(Data extracted from a collection)
//! Mock backend for testing.
//!
//! Holds an in-memory feed and comment table, records every call, and lets a
//! test fail the next call of an operation or hold calls in flight behind a
//! [`Gate`].

use super::{MutationService, ReadService};
use crate::error::ServiceError;
use async_trait::async_trait;
use chrono::{DateTime, Duration, TimeZone, Utc};
use feed_types::{
    AuthorRef, Comment, CommentId, DiscussionPost, LikeState, Page, PinState, PostContent, PostId,
    SortOrder, UserId,
};
use std::collections::HashMap;
use std::sync::{Arc, Mutex, MutexGuard, PoisonError};
use tokio::sync::Semaphore;

/// Backend operations, for failure injection and gating.
#[derive(Debug, Clone, Copy, PartialEq, Eq, Hash)]
pub enum Op {
    /// `list_discussions`
    ListDiscussions,
    /// `list_comments`
    ListComments,
    /// `toggle_like`
    ToggleLike,
    /// `toggle_pin`
    TogglePin,
    /// `update_discussion`
    UpdateDiscussion,
    /// `delete_discussion`
    DeleteDiscussion,
    /// `create_comment`
    CreateComment,
    /// `update_comment`
    UpdateComment,
    /// `delete_comment`
    DeleteComment,
}

/// A recorded call.
#[derive(Debug, Clone, PartialEq, Eq)]
pub enum Call {
    /// `list_discussions(page, page_size)`
    ListDiscussions {
        /// Page number.
        page: u32,
        /// Page size.
        page_size: u32,
    },
    /// `list_comments(discussion, page, ..)`
    ListComments {
        /// Discussion.
        discussion: PostId,
        /// Page number.
        page: u32,
    },
    /// `toggle_like(discussion)`
    ToggleLike(PostId),
    /// `toggle_pin(discussion)`
    TogglePin(PostId),
    /// `update_discussion(discussion, ..)`
    UpdateDiscussion(PostId),
    /// `delete_discussion(discussion)`
    DeleteDiscussion(PostId),
    /// `create_comment(discussion, body)`
    CreateComment {
        /// Discussion.
        discussion: PostId,
        /// Body.
        body: String,
    },
    /// `update_comment(comment, ..)`
    UpdateComment(CommentId),
    /// `delete_comment(comment)`
    DeleteComment(CommentId),
}

impl Call {
    /// The operation this call belongs to.
    pub fn op(&self) -> Op {
        match self {
            Call::ListDiscussions { .. } => Op::ListDiscussions,
            Call::ListComments { .. } => Op::ListComments,
            Call::ToggleLike(_) => Op::ToggleLike,
            Call::TogglePin(_) => Op::TogglePin,
            Call::UpdateDiscussion(_) => Op::UpdateDiscussion,
            Call::DeleteDiscussion(_) => Op::DeleteDiscussion,
            Call::CreateComment { .. } => Op::CreateComment,
            Call::UpdateComment(_) => Op::UpdateComment,
            Call::DeleteComment(_) => Op::DeleteComment,
        }
    }
}

/// Holds calls of one operation until released.
#[derive(Debug, Clone)]
pub struct Gate {
    permits: Arc<Semaphore>,
}

impl Gate {
    fn new() -> Self {
        Self {
            permits: Arc::new(Semaphore::new(0)),
        }
    }

    /// Let one held (or future) call proceed.
    pub fn release(&self) {
        self.permits.add_permits(1);
    }

    async fn pass(&self) {
        if let Ok(permit) = self.permits.acquire().await {
            permit.forget();
        }
    }
}

/// Mock backend for testing.
///
/// Clones share state, so a test can keep a handle while the client owns
/// another.
#[derive(Debug, Clone)]
pub struct MockBackend {
    inner: Arc<Mutex<MockBackendInner>>,
}

#[derive(Debug)]
struct MockBackendInner {
    viewer: UserId,
    posts: Vec<DiscussionPost>,
    comments: Vec<Comment>,
    calls: Vec<Call>,
    failures: HashMap<Op, ServiceError>,
    gates: HashMap<Op, Gate>,
    next_comment: u64,
}

impl Default for MockBackend {
    fn default() -> Self {
        Self::new()
    }
}

impl MockBackend {
    /// Create an empty backend. Comments it creates are authored by `viewer`.
    pub fn new() -> Self {
        Self {
            inner: Arc::new(Mutex::new(MockBackendInner {
                viewer: UserId::new("viewer"),
                posts: Vec::new(),
                comments: Vec::new(),
                calls: Vec::new(),
                failures: HashMap::new(),
                gates: HashMap::new(),
                next_comment: 1,
            })),
        }
    }

    fn lock(&self) -> MutexGuard<'_, MockBackendInner> {
        self.inner.lock().unwrap_or_else(PoisonError::into_inner)
    }

    /// Set the user that created comments are attributed to.
    pub fn set_viewer(&self, viewer: UserId) {
        self.lock().viewer = viewer;
    }

    /// Append a post to the backend feed (backend order).
    pub fn add_post(&self, post: DiscussionPost) {
        self.lock().posts.push(post);
    }

    /// Insert a post at the head of the backend feed, as a new post would be.
    pub fn prepend_post(&self, post: DiscussionPost) {
        self.lock().posts.insert(0, post);
    }

    /// Add a comment directly, as another viewer's request would.
    pub fn add_comment(&self, comment: Comment) {
        self.lock().comments.push(comment);
    }

    /// Remove a comment directly.
    pub fn remove_comment(&self, id: &CommentId) {
        self.lock().comments.retain(|c| &c.id != id);
    }

    /// Server-side copy of a post.
    pub fn post(&self, id: &PostId) -> Option<DiscussionPost> {
        self.lock().posts.iter().find(|p| &p.id == id).cloned()
    }

    /// Server-side comments of a discussion, oldest first.
    pub fn comments(&self, discussion: &PostId) -> Vec<Comment> {
        let mut comments: Vec<Comment> = self
            .lock()
            .comments
            .iter()
            .filter(|c| &c.discussion_id == discussion)
            .cloned()
            .collect();
        comments.sort_by_key(|c| c.created_at);
        comments
    }

    /// All recorded calls.
    pub fn calls(&self) -> Vec<Call> {
        self.lock().calls.clone()
    }

    /// Number of recorded calls of an operation.
    pub fn call_count(&self, op: Op) -> usize {
        self.lock().calls.iter().filter(|c| c.op() == op).count()
    }

    /// Wait until at least `n` calls of `op` have been made.
    pub async fn wait_for_calls(&self, op: Op, n: usize) {
        while self.call_count(op) < n {
            tokio::task::yield_now().await;
        }
    }

    /// Cause the next call of `op` to fail with `error`.
    pub fn fail_next(&self, op: Op, error: ServiceError) {
        self.lock().failures.insert(op, error);
    }

    /// Hold every subsequent call of `op` until released through the gate.
    pub fn hold(&self, op: Op) -> Gate {
        let gate = Gate::new();
        self.lock().gates.insert(op, gate.clone());
        gate
    }

    /// Stop holding calls of `op`. Calls already waiting keep waiting for
    /// their gate.
    pub fn unhold(&self, op: Op) {
        self.lock().gates.remove(&op);
    }

    /// Clear recorded calls.
    pub fn clear_calls(&self) {
        self.lock().calls.clear();
    }

    async fn enter(&self, call: Call) -> Result<(), ServiceError> {
        let op = call.op();
        let (gate, failure) = {
            let mut inner = self.lock();
            inner.calls.push(call);
            (inner.gates.get(&op).cloned(), inner.failures.remove(&op))
        };
        if let Some(gate) = gate {
            gate.pass().await;
        }
        match failure {
            Some(error) => Err(error),
            None => Ok(()),
        }
    }
}

fn paginate<T: Clone>(items: &[T], page: u32, page_size: u32) -> Page<T> {
    let size = page_size.max(1) as usize;
    let start = (page.max(1) as usize - 1) * size;
    let end = (start + size).min(items.len());
    if start >= items.len() {
        return Page::last(Vec::new());
    }
    Page::new(items[start..end].to_vec(), end < items.len())
}

fn not_found(kind: &str, id: &str) -> ServiceError {
    ServiceError::NotFound(format!("{kind} {id}"))
}

#[async_trait]
impl ReadService for MockBackend {
    async fn list_discussions(
        &self,
        page: u32,
        page_size: u32,
    ) -> Result<Page<DiscussionPost>, ServiceError> {
        self.enter(Call::ListDiscussions { page, page_size }).await?;
        let inner = self.lock();
        Ok(paginate(&inner.posts, page, page_size))
    }

    async fn list_comments(
        &self,
        discussion: &PostId,
        page: u32,
        page_size: u32,
        sort: SortOrder,
    ) -> Result<Page<Comment>, ServiceError> {
        self.enter(Call::ListComments {
            discussion: discussion.clone(),
            page,
        })
        .await?;
        let mut comments = self.comments(discussion);
        if sort == SortOrder::Desc {
            comments.reverse();
        }
        Ok(paginate(&comments, page, page_size))
    }
}

#[async_trait]
impl MutationService for MockBackend {
    async fn toggle_like(&self, discussion: &PostId) -> Result<LikeState, ServiceError> {
        self.enter(Call::ToggleLike(discussion.clone())).await?;
        let mut inner = self.lock();
        let post = inner
            .posts
            .iter_mut()
            .find(|p| &p.id == discussion)
            .ok_or_else(|| not_found("discussion", discussion.as_str()))?;
        let state = post.like_state().toggled();
        post.set_like_state(state);
        Ok(state)
    }

    async fn toggle_pin(&self, discussion: &PostId) -> Result<PinState, ServiceError> {
        self.enter(Call::TogglePin(discussion.clone())).await?;
        let mut inner = self.lock();
        let post = inner
            .posts
            .iter_mut()
            .find(|p| &p.id == discussion)
            .ok_or_else(|| not_found("discussion", discussion.as_str()))?;
        post.is_pinned = !post.is_pinned;
        Ok(PinState {
            is_pinned: post.is_pinned,
        })
    }

    async fn update_discussion(
        &self,
        discussion: &PostId,
        content: &PostContent,
    ) -> Result<PostContent, ServiceError> {
        self.enter(Call::UpdateDiscussion(discussion.clone())).await?;
        let mut inner = self.lock();
        let post = inner
            .posts
            .iter_mut()
            .find(|p| &p.id == discussion)
            .ok_or_else(|| not_found("discussion", discussion.as_str()))?;
        post.set_content(content.clone());
        Ok(post.content())
    }

    async fn delete_discussion(&self, discussion: &PostId) -> Result<(), ServiceError> {
        self.enter(Call::DeleteDiscussion(discussion.clone())).await?;
        let mut inner = self.lock();
        let before = inner.posts.len();
        inner.posts.retain(|p| &p.id != discussion);
        if inner.posts.len() == before {
            return Err(not_found("discussion", discussion.as_str()));
        }
        inner.comments.retain(|c| &c.discussion_id != discussion);
        Ok(())
    }

    async fn create_comment(
        &self,
        discussion: &PostId,
        body: &str,
    ) -> Result<Comment, ServiceError> {
        self.enter(Call::CreateComment {
            discussion: discussion.clone(),
            body: body.to_string(),
        })
        .await?;
        let mut inner = self.lock();
        if !inner.posts.iter().any(|p| &p.id == discussion) {
            return Err(not_found("discussion", discussion.as_str()));
        }

        let latest: Option<DateTime<Utc>> = inner
            .comments
            .iter()
            .filter(|c| &c.discussion_id == discussion)
            .map(|c| c.created_at)
            .max();
        let created_at = match latest {
            Some(t) => t + Duration::seconds(1),
            None => Utc
                .timestamp_opt(1_700_000_000, 0)
                .single()
                .unwrap_or_else(Utc::now),
        };

        let id = CommentId::new(format!("srv-{}", inner.next_comment));
        inner.next_comment += 1;
        let comment = Comment {
            id,
            discussion_id: discussion.clone(),
            author: AuthorRef::Id(inner.viewer.clone()),
            body: body.to_string(),
            created_at,
            is_edited: false,
            edited_at: None,
        };
        inner.comments.push(comment.clone());
        if let Some(post) = inner.posts.iter_mut().find(|p| &p.id == discussion) {
            post.comment_count += 1;
        }
        Ok(comment)
    }

    async fn update_comment(&self, comment: &CommentId, body: &str) -> Result<(), ServiceError> {
        self.enter(Call::UpdateComment(comment.clone())).await?;
        let mut inner = self.lock();
        let stored = inner
            .comments
            .iter_mut()
            .find(|c| &c.id == comment)
            .ok_or_else(|| not_found("comment", comment.as_str()))?;
        stored.edit(body, Utc::now());
        Ok(())
    }

    async fn delete_comment(&self, comment: &CommentId) -> Result<(), ServiceError> {
        self.enter(Call::DeleteComment(comment.clone())).await?;
        let mut inner = self.lock();
        let before = inner.comments.len();
        inner.comments.retain(|c| &c.id != comment);
        if inner.comments.len() == before {
            return Err(not_found("comment", comment.as_str()));
        }
        Ok(())
    }
}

• [What to do] Reproduce the records above exactly, from the first line through the line containing "use tokio::sync::Semaphore;", and output nothing else.

• [Task response]
//! Mock backend for testing.
//!
//! Holds an in-memory feed and comment table, records every call, and lets a
//! test fail the next call of an operation or hold calls in flight behind a
//! [`Gate`].

use super::{MutationService, ReadService};
use crate::error::ServiceError;
use async_trait::async_trait;
use chrono::{DateTime, Duration, TimeZone, Utc};
use feed_types::{
    AuthorRef, Comment, CommentId, DiscussionPost, LikeState, Page, PinState, PostContent, PostId,
    SortOrder, UserId,
};
use std::collections::HashMap;
use std::sync::{Arc, Mutex, MutexGuard, PoisonError};
use tokio::sync::Semaphore;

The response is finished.